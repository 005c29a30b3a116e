//! Deterministic stand-ins for the scanner and watcher used by unit tests.

use crate::directory_loader::{ChangeCallback, ChangeWatcher, DirectoryScanner, LoadSubscriber, WatchHandle};
use crate::error::{ScanError, WatchError};
use crate::types::{Entry, LoadEvent, Snapshot};
use std::collections::HashMap;
use std::path::{Path, PathBuf};
use std::sync::atomic::{AtomicBool, AtomicUsize, Ordering};
use std::sync::mpsc;
use std::sync::{Arc, Condvar, Mutex};
use std::time::Duration;

pub const EVENT_TIMEOUT: Duration = Duration::from_secs(5);

pub fn channel_subscriber() -> (Arc<dyn LoadSubscriber>, mpsc::Receiver<LoadEvent>) {
    let (tx, rx) = mpsc::channel();
    let subscriber: Arc<dyn LoadSubscriber> = Arc::new(move |event: LoadEvent| {
        let _ = tx.send(event);
    });
    (subscriber, rx)
}

#[derive(Default)]
struct GateState {
    started: usize,
    permits: usize,
}

/// Serves listings from memory. When gated, every scan blocks until `release_one`.
#[derive(Default)]
pub struct FakeScanner {
    listings: Mutex<HashMap<PathBuf, Result<Vec<Entry>, ScanError>>>,
    gated: bool,
    gate: Mutex<GateState>,
    gate_changed: Condvar,
}

impl FakeScanner {
    pub fn new() -> Arc<Self> {
        Arc::new(Self::default())
    }

    pub fn gated() -> Arc<Self> {
        Arc::new(Self {
            gated: true,
            ..Self::default()
        })
    }

    pub fn set_listing(&self, path: &str, entries: Vec<Entry>) {
        self.listings
            .lock()
            .unwrap()
            .insert(PathBuf::from(path), Ok(entries));
    }

    pub fn set_error(&self, path: &str, error: ScanError) {
        self.listings
            .lock()
            .unwrap()
            .insert(PathBuf::from(path), Err(error));
    }

    pub fn remove_listing(&self, path: &str) {
        self.listings.lock().unwrap().remove(Path::new(path));
    }

    pub fn scan_count(&self) -> usize {
        self.gate.lock().unwrap().started
    }

    pub fn wait_for_scans(&self, count: usize) {
        let gate = self.gate.lock().unwrap();
        let (gate, timeout) = self
            .gate_changed
            .wait_timeout_while(gate, EVENT_TIMEOUT, |g| g.started < count)
            .unwrap();
        assert!(
            !timeout.timed_out(),
            "expected {count} scans, saw {}",
            gate.started
        );
    }

    pub fn release_one(&self) {
        self.gate.lock().unwrap().permits += 1;
        self.gate_changed.notify_all();
    }
}

impl DirectoryScanner for FakeScanner {
    fn scan(&self, path: &Path) -> Result<Snapshot, ScanError> {
        {
            let mut gate = self.gate.lock().unwrap();
            gate.started += 1;
            self.gate_changed.notify_all();

            if self.gated {
                let mut gate = self
                    .gate_changed
                    .wait_while(gate, |g| g.permits == 0)
                    .unwrap();
                gate.permits -= 1;
            }
        }

        let listing = self.listings.lock().unwrap().get(path).cloned();
        match listing {
            Some(Ok(entries)) => Ok(Snapshot::new(path.to_path_buf(), entries)),
            Some(Err(error)) => Err(error),
            None => Err(ScanError::NotFound(path.to_path_buf())),
        }
    }
}

struct Registration {
    path: PathBuf,
    callback: ChangeCallback,
    stopped: Arc<AtomicBool>,
}

/// Records registrations so tests can fire change signals by hand.
#[derive(Default)]
pub struct FakeWatcher {
    registrations: Mutex<Vec<Registration>>,
    active: Arc<AtomicUsize>,
    failing: bool,
}

impl FakeWatcher {
    pub fn new() -> Arc<Self> {
        Arc::new(Self::default())
    }

    pub fn failing() -> Arc<Self> {
        Arc::new(Self {
            failing: true,
            ..Self::default()
        })
    }

    pub fn active_watches(&self) -> usize {
        self.active.load(Ordering::SeqCst)
    }

    pub fn watch_count(&self) -> usize {
        self.registrations.lock().unwrap().len()
    }

    /// Latest registration for `path`, stopped or not.
    pub fn callback_for(&self, path: &str) -> Option<ChangeCallback> {
        self.registrations
            .lock()
            .unwrap()
            .iter()
            .rev()
            .find(|r| r.path == Path::new(path))
            .map(|r| Arc::clone(&r.callback))
    }

    /// Fires every live registration for `path`.
    pub fn fire(&self, path: &str) {
        let callbacks: Vec<ChangeCallback> = self
            .registrations
            .lock()
            .unwrap()
            .iter()
            .filter(|r| r.path == Path::new(path) && !r.stopped.load(Ordering::SeqCst))
            .map(|r| Arc::clone(&r.callback))
            .collect();

        for callback in callbacks {
            callback();
        }
    }
}

impl ChangeWatcher for FakeWatcher {
    fn watch(
        &self,
        path: &Path,
        on_changed: ChangeCallback,
    ) -> Result<Box<dyn WatchHandle>, WatchError> {
        if self.failing {
            return Err(WatchError::Unavailable {
                path: path.to_path_buf(),
                reason: "watch limit reached".to_string(),
            });
        }

        let stopped = Arc::new(AtomicBool::new(false));
        self.registrations.lock().unwrap().push(Registration {
            path: path.to_path_buf(),
            callback: on_changed,
            stopped: Arc::clone(&stopped),
        });
        self.active.fetch_add(1, Ordering::SeqCst);

        Ok(Box::new(FakeHandle {
            stopped,
            active: Arc::clone(&self.active),
        }))
    }
}

struct FakeHandle {
    stopped: Arc<AtomicBool>,
    active: Arc<AtomicUsize>,
}

impl WatchHandle for FakeHandle {
    fn stop(&mut self) {
        if !self.stopped.swap(true, Ordering::SeqCst) {
            self.active.fetch_sub(1, Ordering::SeqCst);
        }
    }
}

impl Drop for FakeHandle {
    fn drop(&mut self) {
        self.stop();
    }
}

──────────

### PROBLEM TO WORK ON
For the material above, count the lines where the string "PathBuf" appears and reply with the count only.

### YOUR RESPONSE
5